§ WHAT THIS TASK INVOLVES: If a line in the records below contains the word "failed", return that line.

══════

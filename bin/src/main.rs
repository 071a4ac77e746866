#[macro_use]
extern crate log;

use clap::Parser;
use rt_core::camera::Camera;
use rt_core::common::Float;
use rt_core::geometry::{Point3f, Vector3f};
use rt_core::light::{AmbientLight, AreaLight};
use rt_core::material::Material;
use rt_core::scene::Scene;
use rt_core::spectrum::Color;
use rt_core::tracer::Tracer;
use rt_integrators::PhongShader;
use rt_samplers::MultiJitteredSampler;
use rt_shapes::{Sphere, Square};
use std::process;
use std::sync::Arc;

/// Command line options.
#[derive(Parser)]
#[command(author, version, about = "Whitted-style ray tracer", long_about = None)]
struct Options {
    /// Image width in pixels.
    #[arg(long, value_name = "NUM", default_value_t = 400)]
    width: usize,

    /// Image height in pixels.
    #[arg(long, value_name = "NUM", default_value_t = 400)]
    height: usize,

    /// Sub-pixel samples per pixel. Must be a perfect square for the
    /// stratified samplers.
    #[arg(long = "spp", value_name = "NUM", default_value_t = 16)]
    samples_per_pixel: usize,

    /// Maximum mirror recursion depth.
    #[arg(long = "depth", value_name = "NUM", default_value_t = 10)]
    max_depth: usize,

    /// Disable ambient occlusion.
    #[arg(long = "no-ao")]
    no_ambient_occlusion: bool,

    /// Ambient occlusion probes per shading point.
    #[arg(long = "ao-samples", value_name = "NUM", default_value_t = 100)]
    ao_samples: usize,

    /// Output image path.
    #[arg(long = "outfile", short = 'o', value_name = "FILE", default_value = "out.png")]
    image_file: String,
}

fn main() {
    env_logger::init();

    let options = Options::parse();
    if let Err(e) = render(&options) {
        error!("{e}");
        process::exit(1);
    }
}

fn render(options: &Options) -> Result<(), String> {
    let scene = Arc::new(many_balls());
    let camera = Camera::new(
        Point3f::new(0.0, 60.0, -110.0),
        Point3f::zero(),
        0.01,
        (170.0 as Float).to_radians(),
        options.width as Float / options.height as Float,
    );

    let shader = Arc::new(
        PhongShader::new(Arc::new(MultiJitteredSampler::new()))
            .with_ao_samples(options.ao_samples)
            .with_ambient_occlusion(!options.no_ambient_occlusion),
    );

    let tracer = Tracer::new(
        scene,
        camera,
        options.width,
        options.height,
        shader,
        options.max_depth,
        Arc::new(MultiJitteredSampler::new()),
        options.samples_per_pixel,
    );

    let mut color_buf = vec![0.0; options.width * options.height * 3];
    tracer
        .trace(&mut color_buf)
        .map_err(|e| format!("rendering failed: {e}"))?;

    save_image(&color_buf, options.width, options.height, &options.image_file)
}

/// Four mirror balls under a square area light on a glossy floor.
fn many_balls() -> Scene {
    let mut scene = Scene::new();

    scene.set_ambient_light(AmbientLight::new(0.7, Color::new(1.0, 1.0, 1.0)));

    // Overhead square emitter, registered both as geometry and as an
    // area light.
    let emitter = Arc::new(
        Square::new(
            Point3f::new(0.0, 30.0, 0.0),
            40.0,
            Vector3f::new(0.0, -1.0, 0.0),
            Some(Arc::new(Material::emissive(10.0, Color::new(1.0, 1.0, 1.0)))),
        )
        .with_epsilon(0.00001),
    );
    scene.add_shape(emitter.clone());
    scene.add_area_light(AreaLight::new(
        emitter,
        Arc::new(MultiJitteredSampler::new()),
        64,
    ));

    let ball_colors = [
        (Point3f::new(-8.1, 0.0, 8.1), Color::new(1.0, 0.0, 0.0)),
        (Point3f::new(8.1, 0.0, 8.1), Color::new(0.0, 1.0, 0.0)),
        (Point3f::new(8.1, 0.0, -8.1), Color::new(0.0, 0.0, 1.0)),
        (Point3f::new(-8.1, 0.0, -8.1), Color::new(1.0, 1.0, 0.0)),
    ];
    for (center, color) in ball_colors {
        scene.add_shape(Arc::new(
            Sphere::new(
                center,
                8.0,
                Some(Arc::new(Material::mirror(
                    0.1,
                    0.5,
                    color,
                    0.3,
                    Color::new(1.0, 1.0, 1.0),
                ))),
            )
            .with_epsilon(0.00001),
        ));
    }

    scene.add_shape(Arc::new(
        Square::new(
            Point3f::new(0.0, -8.0, 0.0),
            400.0,
            Vector3f::new(0.0, 1.0, 0.0),
            Some(Arc::new(Material::glossy(
                0.6,
                0.8,
                Color::new(1.0, 1.0, 1.0),
                0.2,
                Color::new(0.0, 0.0, 1.0),
                1.0,
            ))),
        )
        .with_epsilon(0.00001),
    ));

    scene
}

/// Writes the radiance buffer as an 8-bit PNG, clamping each channel to
/// `[0, 1]` before quantizing.
fn save_image(color_buf: &[Float], width: usize, height: usize, path: &str) -> Result<(), String> {
    let pixels = color_buf
        .iter()
        .map(|&c| (c.clamp(0.0, 1.0) * 255.0) as u8)
        .collect();
    let image = image::RgbImage::from_raw(width as u32, height as u32, pixels)
        .ok_or_else(|| String::from("radiance buffer does not match image dimensions"))?;
    image
        .save(path)
        .map_err(|e| format!("failed to write '{path}': {e}"))?;

    info!("wrote {}x{} image to '{}'", width, height, path);
    Ok(())
}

══════

§ ANSWER SECTION:
        .map_err(|e| format!("rendering failed: {e}"))?;
        .map_err(|e| format!("failed to write '{path}': {e}"))?;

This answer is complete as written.